XXX - You've Been Exposed

I am going fucking crazy. Seriously, you'll probably think I am straight coo coo after this post, but I gotta do it... I have to expose the truth. I’m writing about this topic because I am so frustrated that nobody talks about what REALLY goes on behind the scenes of your wedding. And by “your wedding”, I’m talking about those chicks (and couples) who thrive on drama to point that it's questionable whether or not they are going to make it down the aisle 12 seconds before the fucking ceremony. So if I am getting naked, then so are you. I am exposing you, bridey, and your groom too.

We all know these people. They are the couples that have broken up a hundred times, gotten back together a hundred times, and when you received the invitation in the mail, your first thought was most likely, "Really? I never thought they'd actually go through with it." Yeah, those fuckers. And oddly enough, it's usually those fuckers who have the dough to hire somebody like me, a wedding planner, to torture with their wedding plans... Extravagant wedding plans. Like wedding Kardashian style wedding plans... So don't fuck it up with your drama.

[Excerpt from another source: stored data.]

#[cfg(test)]
mod tests {
    use super::*;
    use crate::config::Config;
    use crate::storage::ITEM_OVERHEAD;

    fn handler() -> CommandHandler {
        let config = Config {
            compression: 4096,
            ..Config::default()
        };
        CommandHandler::new(Rc::new(RefCell::new(Store::new(&config, 1_000))))
    }

    fn b(s: &str) -> Bytes {
        Bytes::from(s.to_string())
    }

    fn set(h: &CommandHandler, key: &str, value: &str, now: u64) -> Reply {
        h.execute(
            Command::Set {
                ttl: 0,
                key: b(key),
                value: b(value),
            },
            now,
        )
    }

    fn get(h: &CommandHandler, key: &str, now: u64) -> Reply {
        h.execute(Command::Get { key: b(key) }, now)
    }

    #[test]
    fn test_set_then_get() {
        let h = handler();
        assert_eq!(
            set(&h, "foo", "bar", 1_000),
            Reply::Val {
                encoding: Encoding::Plain,
                data: b("bar")
            }
        );
        assert_eq!(
            get(&h, "foo", 1_000),
            Reply::Val {
                encoding: Encoding::Plain,
                data: b("bar")
            }
        );
        assert_eq!(get(&h, "nope", 1_000), Reply::NotFound);
    }

    #[test]
    fn test_lock_scenario() {
        // SET foo bar; MLOCK f 60; SET foo new -> LOCKED;
        // MUNLOCK f; SET foo new -> ok
        let h = handler();
        set(&h, "foo", "bar", 1_000);

        assert_eq!(
            h.execute(
                Command::MLock {
                    prefix: b("f"),
                    seconds: 60
                },
                1_000
            ),
            Reply::number(1)
        );
        assert_eq!(set(&h, "foo", "new", 2_000), Reply::Locked);
        assert_eq!(
            get(&h, "foo", 2_000),
            Reply::Val {
                encoding: Encoding::Plain,
                data: b("bar")
            }
        );

        assert_eq!(
            h.execute(Command::MUnlock { prefix: b("f") }, 3_000),
            Reply::number(1)
        );
        assert_eq!(
            set(&h, "foo", "new", 3_000),
            Reply::Val {
                encoding: Encoding::Plain,
                data: b("new")
            }
        );
    }

    #[test]
    fn test_inc_scenario() {
        // SET n 41; INC n -> VAL NUMBER 42; GET n -> VAL NUMBER 42
        let h = handler();
        assert_eq!(
            set(&h, "n", "41", 1_000),
            Reply::Val {
                encoding: Encoding::Number,
                data: b("41")
            }
        );
        assert_eq!(
            h.execute(Command::Inc { key: b("n") }, 1_000),
            Reply::number(42)
        );
        assert_eq!(
            get(&h, "n", 1_000),
            Reply::Val {
                encoding: Encoding::Number,
                data: b("42")
            }
        );
    }

    #[test]
    fn test_dec_and_nan() {
        let h = handler();
        set(&h, "n", "10", 1_000);
        assert_eq!(
            h.execute(Command::Dec { key: b("n") }, 1_000),
            Reply::number(9)
        );

        set(&h, "text", "hello", 1_000);
        assert_eq!(h.execute(Command::Inc { key: b("text") }, 1_000), Reply::Nan);
        assert_eq!(
            h.execute(Command::Inc { key: b("gone") }, 1_000),
            Reply::NotFound
        );
    }

    #[test]
    fn test_compression_scenario() {
        // SET k <5000 zero bytes>: GET returns the bytes, META encoding is
        // COMPRESSED, and the memory delta stays well under 5000
        let h = handler();
        let value = Bytes::from(vec![0u8; 5000]);

        h.execute(
            Command::Set {
                ttl: 0,
                key: b("k"),
                value: value.clone(),
            },
            1_000,
        );

        assert_eq!(
            get(&h, "k", 1_000),
            Reply::Val {
                encoding: Encoding::Compressed,
                data: value
            }
        );
        assert_eq!(
            h.execute(
                Command::Meta {
                    key: b("k"),
                    field: b("encoding")
                },
                1_000
            ),
            Reply::number(Encoding::Compressed as u8 as i64)
        );
        assert!(h.store.borrow().memory().used() < 5000);
    }

    #[test]
    fn test_ttl_scenario() {
        // SET a x; TTL a 1; 1.5s later GET a -> NOT_FOUND
        let h = handler();
        set(&h, "a", "x", 1_000);
        assert_eq!(
            h.execute(Command::Ttl { key: b("a"), ttl: 1 }, 1_000),
            Reply::Ok
        );
        assert_eq!(get(&h, "a", 2_500), Reply::NotFound);
        assert_eq!(h.store.borrow().len(), 0);
    }

    #[test]
    fn test_keys_and_mdel_scenario() {
        // SET /u/1 a; SET /u/2 b; SET /v/1 c;
        // KEYS /u/ -> [/u/1, /u/2]; MDEL /u/; COUNT /u/1 -> 0
        let h = handler();
        set(&h, "/u/1", "a", 1_000);
        set(&h, "/u/2", "b", 1_000);
        set(&h, "/v/1", "c", 1_000);

        assert_eq!(
            h.execute(Command::Keys { prefix: b("/u/") }, 1_000),
            Reply::Kval {
                entries: vec![
                    (b("0"), Encoding::Plain, b("/u/1")),
                    (b("1"), Encoding::Plain, b("/u/2")),
                ]
            }
        );

        assert_eq!(
            h.execute(Command::MDel { prefix: b("/u/") }, 1_000),
            Reply::number(2)
        );
        assert_eq!(
            h.execute(Command::Count { key: b("/u/1") }, 1_000),
            Reply::number(0)
        );
        assert_eq!(
            h.execute(Command::Count { key: b("/v/1") }, 1_000),
            Reply::number(1)
        );
    }

    #[test]
    fn test_mset_equivalence() {
        // MSET P v matches SET on every key under P that existed at
        // dispatch, and nothing else
        let h = handler();
        set(&h, "/u/1", "a", 1_000);
        set(&h, "/u/2", "b", 1_000);
        set(&h, "/v/1", "c", 1_000);

        assert_eq!(
            h.execute(
                Command::MSet {
                    prefix: b("/u/"),
                    value: b("z")
                },
                1_000
            ),
            Reply::number(2)
        );

        for key in ["/u/1", "/u/2"] {
            assert_eq!(
                get(&h, key, 1_000),
                Reply::Val {
                    encoding: Encoding::Plain,
                    data: b("z")
                }
            );
        }
        assert_eq!(
            get(&h, "/v/1", 1_000),
            Reply::Val {
                encoding: Encoding::Plain,
                data: b("c")
            }
        );
        assert_eq!(h.store.borrow().len(), 3);
    }

    #[test]
    fn test_mget() {
        let h = handler();
        set(&h, "/u/1", "a", 1_000);
        set(&h, "/u/2", "17", 1_000);

        assert_eq!(
            h.execute(Command::MGet { prefix: b("/u/") }, 1_000),
            Reply::Kval {
                entries: vec![
                    (b("/u/1"), Encoding::Plain, b("a")),
                    (b("/u/2"), Encoding::Number, b("17")),
                ]
            }
        );
    }

    #[test]
    fn test_minc_mdec() {
        let h = handler();
        set(&h, "c/1", "1", 1_000);
        set(&h, "c/2", "2", 1_000);

        assert_eq!(
            h.execute(Command::MInc { prefix: b("c/") }, 1_000),
            Reply::number(2)
        );
        assert_eq!(get(&h, "c/1", 1_000), Reply::Val { encoding: Encoding::Number, data: b("2") });

        assert_eq!(
            h.execute(Command::MDec { prefix: b("c/") }, 1_000),
            Reply::number(2)
        );
        assert_eq!(get(&h, "c/1", 1_000), Reply::Val { encoding: Encoding::Number, data: b("1") });
    }

    #[test]
    fn test_mttl() {
        let h = handler();
        set(&h, "/u/1", "a", 1_000);
        set(&h, "/u/2", "b", 1_000);

        assert_eq!(
            h.execute(
                Command::MTtl {
                    prefix: b("/u/"),
                    ttl: 1
                },
                1_000
            ),
            Reply::number(2)
        );
        assert_eq!(get(&h, "/u/1", 2_500), Reply::NotFound);
        assert_eq!(get(&h, "/u/2", 2_500), Reply::NotFound);
    }

    #[test]
    fn test_mcount_and_missing_prefix() {
        let h = handler();
        set(&h, "/u/1", "a", 1_000);

        assert_eq!(
            h.execute(Command::MCount { prefix: b("/u/") }, 1_000),
            Reply::number(1)
        );
        assert_eq!(
            h.execute(Command::MCount { prefix: b("/w/") }, 1_000),
            Reply::NotFound
        );
        assert_eq!(
            h.execute(Command::MGet { prefix: b("/w/") }, 1_000),
            Reply::NotFound
        );
    }

    #[test]
    fn test_meta_fields() {
        let h = handler();
        set(&h, "foo", "bar", 1_000);

        assert_eq!(
            h.execute(
                Command::Meta {
                    key: b("foo"),
                    field: b("size")
                },
                1_000
            ),
            Reply::number(3)
        );
        assert_eq!(
            h.execute(
                Command::Meta {
                    key: b("foo"),
                    field: b("ttl")
                },
                1_000
            ),
            Reply::number(0)
        );

        // unknown field is a semantic error, not a dropped client
        let reply = h.execute(
            Command::Meta {
                key: b("foo"),
                field: b("color")
            },
            1_000,
        );
        assert!(matches!(reply, Reply::Err { message: Some(_) }));
    }

    #[test]
    fn test_stats_and_ping() {
        let h = handler();
        set(&h, "foo", "bar", 1_000);

        assert_eq!(h.execute(Command::Ping, 1_000), Reply::Ok);

        let Reply::Kval { entries } = h.execute(Command::Stats, 61_000) else {
            panic!("STATS must reply KVAL");
        };
        let find = |name: &str| -> i64 {
            let (_, _, value) = entries
                .iter()
                .find(|(key, _, _)| key == name.as_bytes())
                .unwrap_or_else(|| panic!("missing stat {}", name));
            std::str::from_utf8(value).unwrap().parse().unwrap()
        };

        assert_eq!(find("item_count"), 1);
        assert_eq!(find("uptime"), 60);
        assert_eq!(find("mem_used"), (3 + ITEM_OVERHEAD) as i64);
        // SET + PING + this STATS
        assert_eq!(find("requests"), 3);
    }

    #[test]
    fn test_numeric_wrap() {
        let h = handler();
        set(&h, "n", &i64::MAX.to_string(), 1_000);
        assert_eq!(
            h.execute(Command::Inc { key: b("n") }, 1_000),
            Reply::number(i64::MIN)
        );
    }

    #[test]
    fn test_empty_value_roundtrip() {
        let h = handler();
        h.execute(
            Command::Set {
                ttl: 0,
                key: b("empty"),
                value: Bytes::new(),
            },
            1_000,
        );
        assert_eq!(
            get(&h, "empty", 1_000),
            Reply::Val {
                encoding: Encoding::Plain,
                data: Bytes::new()
            }
        );
    }
}
use std::{
    collections::hash_map::DefaultHasher,
    hash::{Hash, Hasher},
};

use wrapper_core::{parse_actions, Action, Event, Orientation, Point};
use wrapper_world::{self as world, query, State};

const MAP: &str = "(0,0),(8,0),(8,6),(0,6)#(1,1)#(3,2),(5,2),(5,4),(3,4)#B(1,4);F(6,1);L(7,5);X(0,5)";
const SCRIPT: &str = "WWWDDDDEB(1,2)SSSQAAAA";

#[test]
fn deterministic_replay_produces_identical_outcomes() {
    let first = replay(State::parse(MAP).expect("map parses"), &scripted_actions());
    let second = replay(State::parse(MAP).expect("map parses"), &scripted_actions());

    assert_eq!(first, second, "replay diverged between runs");
    assert_eq!(first.fingerprint(), second.fingerprint());
    assert!(
        first
            .events
            .iter()
            .any(|event| matches!(event, Event::BoosterCollected { .. })),
        "script should collect at least one booster"
    );
}

#[test]
fn replay_from_clone_matches_replay_from_parse() {
    let actions = scripted_actions();
    let (head, tail) = actions.split_at(6);

    let mut state = State::parse(MAP).expect("map parses");
    let mut events = Vec::new();
    for action in head {
        world::apply(&mut state, *action, &mut events).expect("scripted action is legal");
    }

    let branch = replay(state.clone(), tail);
    let trunk = replay(state, tail);
    assert_eq!(branch, trunk);
}

#[test]
fn replay_ends_in_expected_pose() {
    let outcome = replay(State::parse(MAP).expect("map parses"), &scripted_actions());
    assert_eq!(outcome.position, Point::new(1, 1));
    assert_eq!(outcome.orientation, Orientation::Right);
    assert_eq!(outcome.tentacles, 4);
}

fn scripted_actions() -> Vec<Action> {
    parse_actions(SCRIPT).expect("script parses")
}

fn replay(mut state: State, actions: &[Action]) -> ReplayOutcome {
    let mut events = Vec::new();
    for action in actions {
        world::apply(&mut state, *action, &mut events).expect("scripted action is legal");
    }

    let robot = query::robot(&state);
    ReplayOutcome {
        position: robot.position(),
        orientation: robot.orientation(),
        tentacles: robot.tentacles().len(),
        boosters: robot.boosters().iter().collect(),
        grid: query::grid(&state).to_string(),
        events,
    }
}

#[derive(Clone, Debug, PartialEq, Eq, Hash)]
struct ReplayOutcome {
    position: Point,
    orientation: Orientation,
    tentacles: usize,
    boosters: Vec<(wrapper_core::BoosterType, u32)>,
    grid: String,
    events: Vec<Event>,
}

impl ReplayOutcome {
    fn fingerprint(&self) -> u64 {
        let mut hasher = DefaultHasher::new();
        self.hash(&mut hasher);
        hasher.finish()
    }
}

A colleague of mine said it best when she said that "we are putting on the show that is your wedding". Great line, right? Because no matter how you look at it, your wedding IS a production (especially those of you with an unlimited budget). Seriously, it might as well be our production of the "Wicked" wedding and frankly we don't have time to talk you off the fucking ledge because your groom is a teeny tiny hung over, and you're SO upset that you tell him that you are not going to marry him. REALLY? Because all I gotta say is that no matter what happens today, SOMEBODY is walking down that fucking aisle, and hopefully it'll be you. You understand what I am saying to you? 

Brideys, if this sounds like you and the sort of relationship you have with your fiancé, then leave this shit at home, because I'm busy putting on your wedding, not playing therapist. Got it?